use crate::config::Config;
use crate::error::Result;
use crate::extract::extract_shapes;
use crate::geometry::{self, Point};
use crate::path_data::{Outline, PathSeg, to_path_data};
use crate::transform::Transform;
use std::collections::{HashMap, HashSet};

/// The combined result: the unioned outline (nonzero fill rule) and its
/// serialized path-data string.
#[derive(Debug, Clone)]
pub struct Conversion {
    pub outline: Outline,
    pub path_data: String,
}

/// Run the whole pipeline over one SVG document: parse the XML, extract
/// the shapes, union them, serialize. Malformed XML is fatal and
/// distinct from per-shape errors; a document with no convertible
/// geometry yields `Ok(None)` ("nothing to convert", not an error).
pub fn convert_document(svg_text: &str, config: &Config) -> Result<Option<Conversion>> {
    let doc = roxmltree::Document::parse(svg_text)?;
    let shapes = extract_shapes(&doc)?;
    let Some(outline) = combine(&shapes, config.flatten_tolerance) else {
        return Ok(None);
    };
    let path_data = to_path_data(&outline, config.precision);
    Ok(Some(Conversion { outline, path_data }))
}

/// Union a sequence of transformed outlines under the nonzero fill rule.
///
/// The union with an empty accumulator is the identity, so a single
/// shape passes through unchanged, cubics and all. Two or more shapes
/// are flattened and merged with a boundary-intersection plus
/// winding-number pass: split every boundary segment at its
/// intersections, keep the pieces that separate filled from unfilled
/// space, orient them with the filled region on the left and stitch
/// them back into rings.
pub fn combine(shapes: &[(Outline, Transform)], tolerance: f64) -> Option<Outline> {
    let mut outlines: Vec<Outline> = shapes
        .iter()
        .filter(|(outline, _)| !outline.is_empty())
        .map(|(outline, transform)| outline.transformed(transform))
        .collect();

    if outlines.len() <= 1 {
        return outlines.pop();
    }
    Some(union_outlines(&outlines, tolerance))
}

fn union_outlines(outlines: &[Outline], tolerance: f64) -> Outline {
    let mut rings: Vec<Vec<Point>> = Vec::new();
    for outline in outlines {
        rings.extend(geometry::flatten_outline(outline, tolerance));
    }
    let Some((min, max)) = geometry::bounds(&rings) else {
        return Outline::new();
    };
    let diag = (max.x - min.x).hypot(max.y - min.y).max(1.0);
    let sample_offset = diag * 1e-6;
    let merge_tolerance = diag * 1e-9;

    let edges = split_edges(&rings, merge_tolerance);
    let kept = keep_boundary_edges(&edges, &rings, sample_offset);
    let rings = stitch_rings(&kept, merge_tolerance);

    let mut outline = Outline::new();
    for ring in rings {
        let mut points = ring.into_iter();
        let Some(first) = points.next() else { continue };
        outline.push(PathSeg::MoveTo(first));
        for p in points {
            outline.push(PathSeg::LineTo(p));
        }
        outline.push(PathSeg::Close);
    }
    outline
}

#[derive(Debug, Clone, Copy)]
struct Edge {
    from: Point,
    to: Point,
}

/// Collect every ring edge and split it at all intersections with the
/// other edges (including collinear overlaps, split at the projected
/// endpoints of the overlapping edge).
fn split_edges(rings: &[Vec<Point>], merge_tolerance: f64) -> Vec<Edge> {
    let mut raw: Vec<Edge> = Vec::new();
    for ring in rings {
        let n = ring.len();
        for i in 0..n {
            let from = ring[i];
            let to = ring[(i + 1) % n];
            if (from.x - to.x).abs() > merge_tolerance || (from.y - to.y).abs() > merge_tolerance
            {
                raw.push(Edge { from, to });
            }
        }
    }

    let mut split: Vec<Edge> = Vec::new();
    for (i, edge) in raw.iter().enumerate() {
        let mut params = vec![0.0_f64, 1.0];
        for (j, other) in raw.iter().enumerate() {
            if i == j {
                continue;
            }
            intersection_params(edge, other, &mut params);
        }
        params.sort_by(f64::total_cmp);
        params.dedup_by(|a, b| (*a - *b).abs() < 1e-9);

        let r = Point::new(edge.to.x - edge.from.x, edge.to.y - edge.from.y);
        for pair in params.windows(2) {
            let from = point_at(edge.from, r, pair[0]);
            let to = point_at(edge.from, r, pair[1]);
            if (from.x - to.x).abs() > merge_tolerance || (from.y - to.y).abs() > merge_tolerance
            {
                split.push(Edge { from, to });
            }
        }
    }
    split
}

fn point_at(origin: Point, direction: Point, t: f64) -> Point {
    Point::new(origin.x + direction.x * t, origin.y + direction.y * t)
}

/// Push the parameters (along `edge`) where `other` crosses or overlaps
/// it. Parameters outside (0, 1) are irrelevant: the edge endpoints are
/// already split points.
fn intersection_params(edge: &Edge, other: &Edge, params: &mut Vec<f64>) {
    let r = Point::new(edge.to.x - edge.from.x, edge.to.y - edge.from.y);
    let s = Point::new(other.to.x - other.from.x, other.to.y - other.from.y);
    let qp = Point::new(other.from.x - edge.from.x, other.from.y - edge.from.y);
    let denom = r.x * s.y - r.y * s.x;
    let qp_cross_r = qp.x * r.y - qp.y * r.x;

    let r_len2 = r.x * r.x + r.y * r.y;
    if denom.abs() < 1e-12 * r_len2 {
        // Parallel. Collinear overlap splits at the other edge's endpoints.
        if qp_cross_r.abs() < 1e-9 * r_len2 {
            for p in [other.from, other.to] {
                let t = ((p.x - edge.from.x) * r.x + (p.y - edge.from.y) * r.y) / r_len2;
                if t > 1e-9 && t < 1.0 - 1e-9 {
                    params.push(t);
                }
            }
        }
        return;
    }

    let t = (qp.x * s.y - qp.y * s.x) / denom;
    let u = qp_cross_r / denom;
    if t > 1e-9 && t < 1.0 - 1e-9 && (-1e-9..=1.0 + 1e-9).contains(&u) {
        params.push(t);
    }
}

/// Keep the sub-edges that separate filled from unfilled space under the
/// nonzero rule, oriented with the filled region on the left. The side
/// test samples the global winding number just off the edge midpoint.
fn keep_boundary_edges(edges: &[Edge], rings: &[Vec<Point>], sample_offset: f64) -> Vec<Edge> {
    let mut kept: Vec<Edge> = Vec::new();
    let mut seen: HashSet<(i64, i64, i64, i64)> = HashSet::new();
    let quantum = sample_offset / 100.0;

    for edge in edges {
        let dx = edge.to.x - edge.from.x;
        let dy = edge.to.y - edge.from.y;
        let len = dx.hypot(dy);
        if len <= 0.0 {
            continue;
        }
        let mid = Point::new(
            (edge.from.x + edge.to.x) / 2.0,
            (edge.from.y + edge.to.y) / 2.0,
        );
        let normal = Point::new(-dy / len, dx / len);
        let left = Point::new(
            mid.x + normal.x * sample_offset,
            mid.y + normal.y * sample_offset,
        );
        let right = Point::new(
            mid.x - normal.x * sample_offset,
            mid.y - normal.y * sample_offset,
        );
        let left_inside = geometry::winding_number(left, rings) != 0;
        let right_inside = geometry::winding_number(right, rings) != 0;
        if left_inside == right_inside {
            continue;
        }

        let oriented = if left_inside {
            *edge
        } else {
            Edge {
                from: edge.to,
                to: edge.from,
            }
        };
        let key = (
            quantize(oriented.from.x, quantum),
            quantize(oriented.from.y, quantum),
            quantize(oriented.to.x, quantum),
            quantize(oriented.to.y, quantum),
        );
        // Coincident boundary pieces contribute once.
        if seen.insert(key) {
            kept.push(oriented);
        }
    }
    kept
}

fn quantize(value: f64, quantum: f64) -> i64 {
    (value / quantum).round() as i64
}

/// Stitch directed edges into closed rings, taking the leftmost turn at
/// shared vertices so touching regions close into separate simple rings.
fn stitch_rings(edges: &[Edge], merge_tolerance: f64) -> Vec<Vec<Point>> {
    let quantum = merge_tolerance.max(1e-12) * 10.0;
    let mut by_start: HashMap<(i64, i64), Vec<usize>> = HashMap::new();
    for (idx, edge) in edges.iter().enumerate() {
        let key = (
            quantize(edge.from.x, quantum),
            quantize(edge.from.y, quantum),
        );
        by_start.entry(key).or_default().push(idx);
    }

    let mut used = vec![false; edges.len()];
    let mut rings: Vec<Vec<Point>> = Vec::new();

    for start_idx in 0..edges.len() {
        if used[start_idx] {
            continue;
        }
        let start_key = (
            quantize(edges[start_idx].from.x, quantum),
            quantize(edges[start_idx].from.y, quantum),
        );
        let mut ring = vec![edges[start_idx].from];
        used[start_idx] = true;
        let mut current = edges[start_idx];

        loop {
            let end_key = (
                quantize(current.to.x, quantum),
                quantize(current.to.y, quantum),
            );
            if end_key == start_key {
                if ring.len() >= 3 {
                    rings.push(ring);
                }
                break;
            }
            let din = Point::new(current.to.x - current.from.x, current.to.y - current.from.y);
            let next = by_start
                .get(&end_key)
                .into_iter()
                .flatten()
                .copied()
                .filter(|&idx| !used[idx])
                .max_by(|&a, &b| {
                    turn_angle(din, &edges[a]).total_cmp(&turn_angle(din, &edges[b]))
                });
            let Some(next_idx) = next else {
                // Dangling chain; drop it rather than emit a broken ring.
                break;
            };
            used[next_idx] = true;
            ring.push(edges[next_idx].from);
            current = edges[next_idx];
        }
    }
    rings
}

/// Counterclockwise turn angle from the incoming direction to the
/// candidate edge, with exact reversals ranked last.
fn turn_angle(din: Point, candidate: &Edge) -> f64 {
    let dout = Point::new(
        candidate.to.x - candidate.from.x,
        candidate.to.y - candidate.from.y,
    );
    let cross = din.x * dout.y - din.y * dout.x;
    let dot = din.x * dout.x + din.y * dout.y;
    let angle = cross.atan2(dot);
    if (angle - std::f64::consts::PI).abs() < 1e-9 {
        -std::f64::consts::PI
    } else {
        angle
    }
}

++++++

* Exercise objective
In the records above, find every line with the word "direction" and copy it.

* Answer
fn point_at(origin: Point, direction: Point, t: f64) -> Point {
    Point::new(origin.x + direction.x * t, origin.y + direction.y * t)
/// Counterclockwise turn angle from the incoming direction to the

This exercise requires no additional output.